Modified work schedule to minimize strain on the employee’s body.
Flexible leave policies to permit doctor visits when necessary.
New workplace equipment that will help you complete your essential tasks.
Physical workplace modifications.

Employees should also submit their request for a reasonable accommodation in writing. An email or letter is best, but employees should make sure to keep a copy for themselves.

Sometimes, employees will have trouble notifying their employer. In these situations, it’s a good idea to have a family member or friend to notify the employer.

It’s also critically important for employees to work diligently and in good faith to find a reasonable accommodation that allows the performance of all essential functions of job.

Can my employer retaliate against me if I ask for a reasonable accommodation?

Absolutely not. Many disabled employees are understandably concerned about reprisals that might result in their termination or loss of other employment benefits if they request a work accommodation. Fortunately, both California and federal employment laws protect individuals who request accommodations for their disability. Employers who wrongfully terminate or take adverse action against their disabled workers can be liable for any financial or emotional harm they cause.

Can my employer harass me or tell the rest of my co-workers about my disability?
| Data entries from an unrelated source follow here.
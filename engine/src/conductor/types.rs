use sdk::types::{MessageMetadata, SearchResult};
use serde::{Deserialize, Serialize};

use crate::classifier::{DetectionResult, SearchStrategy};
use crate::complexity::QueryComplexity;
use crate::memory::{SearchRecord, StoredMessage};
use crate::search::SearchStatus;

pub use crate::classifier::ResearchMode;

/// Research run state
#[derive(Debug, Clone, Copy, Serialize, Deserialize, PartialEq, Eq)]
#[serde(rename_all = "snake_case")]
pub enum ResearchPhase {
    Idle,
    Classifying,
    Searching { round: u32 },
    Verifying { round: u32 },
    Done,
    Failed,
}

/// Why the research loop stopped
#[derive(Debug, Clone, Copy, Serialize, Deserialize, PartialEq, Eq)]
#[serde(rename_all = "snake_case")]
pub enum StopReason {
    NoSearchNeeded,
    QualityReached,
    MaxRounds,
    TimeBudget,
    AllSearchesFailed,
}

/// Facets a verification found missing
#[derive(Debug, Clone, Copy, Serialize, Deserialize, PartialEq, Eq, Hash)]
#[serde(rename_all = "snake_case")]
pub enum Gap {
    /// No official gazette, court or legislature source
    OfficialSource,
    /// Fewer results than requested
    MoreSources,
    /// Results concentrated on one domain
    SourceDiversity,
    /// The query names no jurisdiction
    Jurisdiction,
    /// The query asks about validity without a date
    DateRange,
}

/// Verification of the accumulated evidence
#[derive(Debug, Clone, Serialize, Deserialize, PartialEq)]
pub struct Verification {
    /// Always within [0, 1]
    pub confidence: f64,
    pub passed: bool,
    pub gaps: Vec<Gap>,
}

/// What happened in one search round
#[derive(Debug, Clone, Serialize, Deserialize)]
#[serde(rename_all = "camelCase")]
pub struct RoundReport {
    pub round: u32,
    pub query: String,
    pub status: SearchStatus,
    pub new_results: usize,
    pub duplicates: usize,
    pub confidence: f64,
    pub gaps: Vec<Gap>,
}

/// Result of one research run
#[derive(Debug, Clone, Serialize, Deserialize)]
#[serde(rename_all = "camelCase")]
pub struct ResearchOutcome {
    /// Grounded context for the model's system instruction
    pub final_context: String,
    pub total_rounds: u32,
    pub total_searches: u32,
    pub failed_rounds: u32,
    pub total_results: usize,
    pub confidence: f64,
    pub verification_passed: bool,
    pub duration_ms: u64,
    pub search_performed: bool,
    pub strategy: SearchStrategy,
    pub mode: ResearchMode,
    pub phase: ResearchPhase,
    pub stop_reason: StopReason,
    pub detection: DetectionResult,
    pub complexity: Option<QueryComplexity>,
    pub results: Vec<SearchResult>,
    pub rounds: Vec<RoundReport>,
    /// Relevant history the context was built from
    #[serde(skip)]
    pub history: Vec<StoredMessage>,
    /// Audit record of a search run, not yet persisted
    #[serde(skip)]
    pub search_record: Option<SearchRecord>,
}

impl ResearchOutcome {
    /// Deduplicated URLs of every result, in order of discovery
    pub fn sources(&self) -> Vec<String> {
        self.results.iter().map(|r| r.url.clone()).collect()
    }

    pub fn summary(&self) -> OutcomeSummary {
        OutcomeSummary {
            search_rounds: self.total_rounds,
            total_searches: self.total_searches,
            total_results: self.total_results,
            final_quality: self.confidence,
            search_strategy: self.search_performed.then(|| self.strategy.to_string()),
            verification_passed: self.verification_passed,
        }
    }

    /// Metadata persisted next to the assistant message
    pub fn to_metadata(&self) -> MessageMetadata {
        MessageMetadata {
            search_rounds: self.total_rounds,
            total_searches: self.total_searches,
            total_results: self.total_results,
            sources_used: self.sources(),
            quality_score: self.confidence,
            final_quality: self.confidence,
            search_strategy: self.search_performed.then(|| self.strategy.to_string()),
            verification_passed: self.verification_passed,
        }
    }
}

/// Compact research summary handed to transports
#[derive(Debug, Clone, Serialize, Deserialize, PartialEq)]
#[serde(rename_all = "camelCase")]
pub struct OutcomeSummary {
    pub search_rounds: u32,
    pub total_searches: u32,
    pub total_results: usize,
    pub final_quality: f64,
    pub search_strategy: Option<String>,
    pub verification_passed: bool,
}
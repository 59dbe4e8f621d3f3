/// Database module for SQLite persistence
///
/// Stores conversations, their messages and the search records of every
/// research run. Uses sqlx with WAL mode so concurrent conversations do not
/// block each other on reads.
use anyhow::{Context, Result};
use sqlx::sqlite::{SqliteConnectOptions, SqlitePool, SqlitePoolOptions};
use sqlx::ConnectOptions;
use std::path::Path;
use std::str::FromStr;
use tracing::{debug, info};

pub mod conversations;

// Re-export commonly used types
pub use conversations::{
    now_millis, ConversationContext, ConversationRepository, SearchRecord, StoredMessage,
};

/// Database connection pool
pub struct Database {
    pool: SqlitePool,
}

impl Database {
    /// Open (or create) the database and apply migrations
    ///
    /// SQLite replays a leftover WAL on open, so a database closed uncleanly
    /// needs no extra recovery step.
    pub async fn new(db_path: &Path) -> Result<Self> {
        info!("Initializing database at: {}", db_path.display());

        // Ensure parent directory exists
        if let Some(parent) = db_path.parent() {
            tokio::fs::create_dir_all(parent)
                .await
                .context("Failed to create database directory")?;
        }

        let connection_string = format!("sqlite:{}", db_path.display());
        let options = SqliteConnectOptions::from_str(&connection_string)?
            .create_if_missing(true)
            .journal_mode(sqlx::sqlite::SqliteJournalMode::Wal)
            .synchronous(sqlx::sqlite::SqliteSynchronous::Normal)
            .foreign_keys(true)
            .disable_statement_logging();

        let pool = SqlitePoolOptions::new()
            .max_connections(5)
            .connect_with(options)
            .await
            .context("Failed to connect to database")?;

        debug!("Database connection established");

        let db = Self { pool };
        db.run_migrations().await?;

        Ok(db)
    }

    /// Run database migrations
    ///
    /// Every statement is `IF NOT EXISTS`, so reopening an existing file is safe.
    async fn run_migrations(&self) -> Result<()> {
        info!("Running database migrations");

        sqlx::raw_sql(include_str!("../../migrations/001_initial.sql"))
            .execute(&self.pool)
            .await
            .context("Failed to execute migration 001_initial.sql")?;

        info!("Database migrations completed successfully");
        Ok(())
    }

    /// Get a reference to the connection pool
    pub fn pool(&self) -> &SqlitePool {
        &self.pool
    }

    /// Flush the WAL to disk
    pub async fn flush_wal(&self) -> Result<()> {
        debug!("Flushing WAL to disk");

        sqlx::query("PRAGMA wal_checkpoint(TRUNCATE)")
            .execute(&self.pool)
            .await
            .context("Failed to flush WAL")?;

        Ok(())
    }

    /// Flush the WAL and close all connections
    pub async fn close(self) -> Result<()> {
        info!("Closing database connection");

        self.flush_wal().await?;
        self.pool.close().await;

        Ok(())
    }

    /// Create a conversation repository
    pub fn conversations(&self) -> ConversationRepository {
        ConversationRepository::new(self.pool.clone())
    }
}

#[cfg(test)]
mod tests {
    use super::*;
    use sdk::types::{MessageMetadata, Role, SearchResult};
    use tempfile::TempDir;

    #[tokio::test]
    async fn test_migrations_create_tables() {
        let temp_dir = TempDir::new().unwrap();
        let db_path = temp_dir.path().join("test.db");

        let db = Database::new(&db_path).await.unwrap();
        assert!(db_path.exists());

        let tables: Vec<String> =
            sqlx::query_scalar("SELECT name FROM sqlite_master WHERE type='table' ORDER BY name")
                .fetch_all(db.pool())
                .await
                .unwrap();

        assert!(tables.contains(&"conversations".to_string()));
        assert!(tables.contains(&"messages".to_string()));
        assert!(tables.contains(&"search_records".to_string()));

        db.close().await.unwrap();
    }

    #[tokio::test]
    async fn test_wal_mode_and_foreign_keys() {
        let temp_dir = TempDir::new().unwrap();
        let db = Database::new(&temp_dir.path().join("test.db")).await.unwrap();

        let journal_mode: String = sqlx::query_scalar("PRAGMA journal_mode")
            .fetch_one(db.pool())
            .await
            .unwrap();
        assert_eq!(journal_mode.to_lowercase(), "wal");

        let foreign_keys: i32 = sqlx::query_scalar("PRAGMA foreign_keys")
            .fetch_one(db.pool())
            .await
            .unwrap();
        assert_eq!(foreign_keys, 1);

        db.close().await.unwrap();
    }

    #[tokio::test]
    async fn test_reopen_keeps_data() {
        let temp_dir = TempDir::new().unwrap();
        let db_path = temp_dir.path().join("test.db");

        let db = Database::new(&db_path).await.unwrap();
        db.conversations().get_or_create("c1", "u1").await.unwrap();
        db.close().await.unwrap();

        let db = Database::new(&db_path).await.unwrap();
        let count: i64 = sqlx::query_scalar("SELECT COUNT(*) FROM conversations")
            .fetch_one(db.pool())
            .await
            .unwrap();
        assert_eq!(count, 1);
        db.close().await.unwrap();
    }

    #[tokio::test]
    async fn test_message_round_trip_with_metadata() {
        let temp_dir = TempDir::new().unwrap();
        let db = Database::new(&temp_dir.path().join("test.db")).await.unwrap();
        let repo = db.conversations();

        repo.get_or_create("c1", "u1").await.unwrap();
        let message = StoredMessage {
            id: "m1".to_string(),
            conversation_id: "c1".to_string(),
            user_id: "u1".to_string(),
            role: Role::Assistant,
            content: "Según el artículo 15...".to_string(),
            metadata: Some(MessageMetadata {
                search_rounds: 2,
                verification_passed: true,
                ..Default::default()
            }),
            created_at: 1_000,
        };
        repo.insert_message(&message).await.unwrap();

        let messages = repo.recent_messages("c1", "u1", 10).await.unwrap();
        assert_eq!(messages, vec![message]);

        db.close().await.unwrap();
    }

    #[tokio::test]
    async fn test_search_record_requires_conversation() {
        let temp_dir = TempDir::new().unwrap();
        let db = Database::new(&temp_dir.path().join("test.db")).await.unwrap();
        let repo = db.conversations();

        let record = SearchRecord {
            conversation_id: "missing".to_string(),
            user_id: "u1".to_string(),
            query: "q".to_string(),
            results: vec![SearchResult::new("t", "https://boe.es/a", "s")],
            round_count: 1,
            duration_ms: 10,
            created_at: 1,
        };
        assert!(repo.insert_search(&record).await.is_err());

        repo.get_or_create("missing", "u1").await.unwrap();
        repo.insert_search(&record).await.unwrap();
        let records = repo.recent_searches("missing", "u1", 5).await.unwrap();
        assert_eq!(records, vec![record]);

        db.close().await.unwrap();
    }
}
It is unlawful for your employer or any other person to harass you because of your medical condition, disability or mental disability. ((Gov’t Code, § 12940, subd. (j)(1); see also Roby v. McKesson Corp. (2009) 47 Cal.4th 686, 706.)) The only people who should know about your disabilities are managers or supervisors who require knowledge of your illness to meet your work restrictions. ((42 U.S.C. § 12112, subd. (d)(3)(B).)) Any other disclosure of your medical information is unlawful. Your employer must make reasonable efforts to prevent harassment from occurring or possibly be responsible for significant financial damages.

If you are the victim of harassment because of your disability, you should attempt to resolve the matter by following the procedures in your employee handbook, speaking with the perpetrator or if necessary, reporting the matter in writing to your supervisor, and consulting an attorney.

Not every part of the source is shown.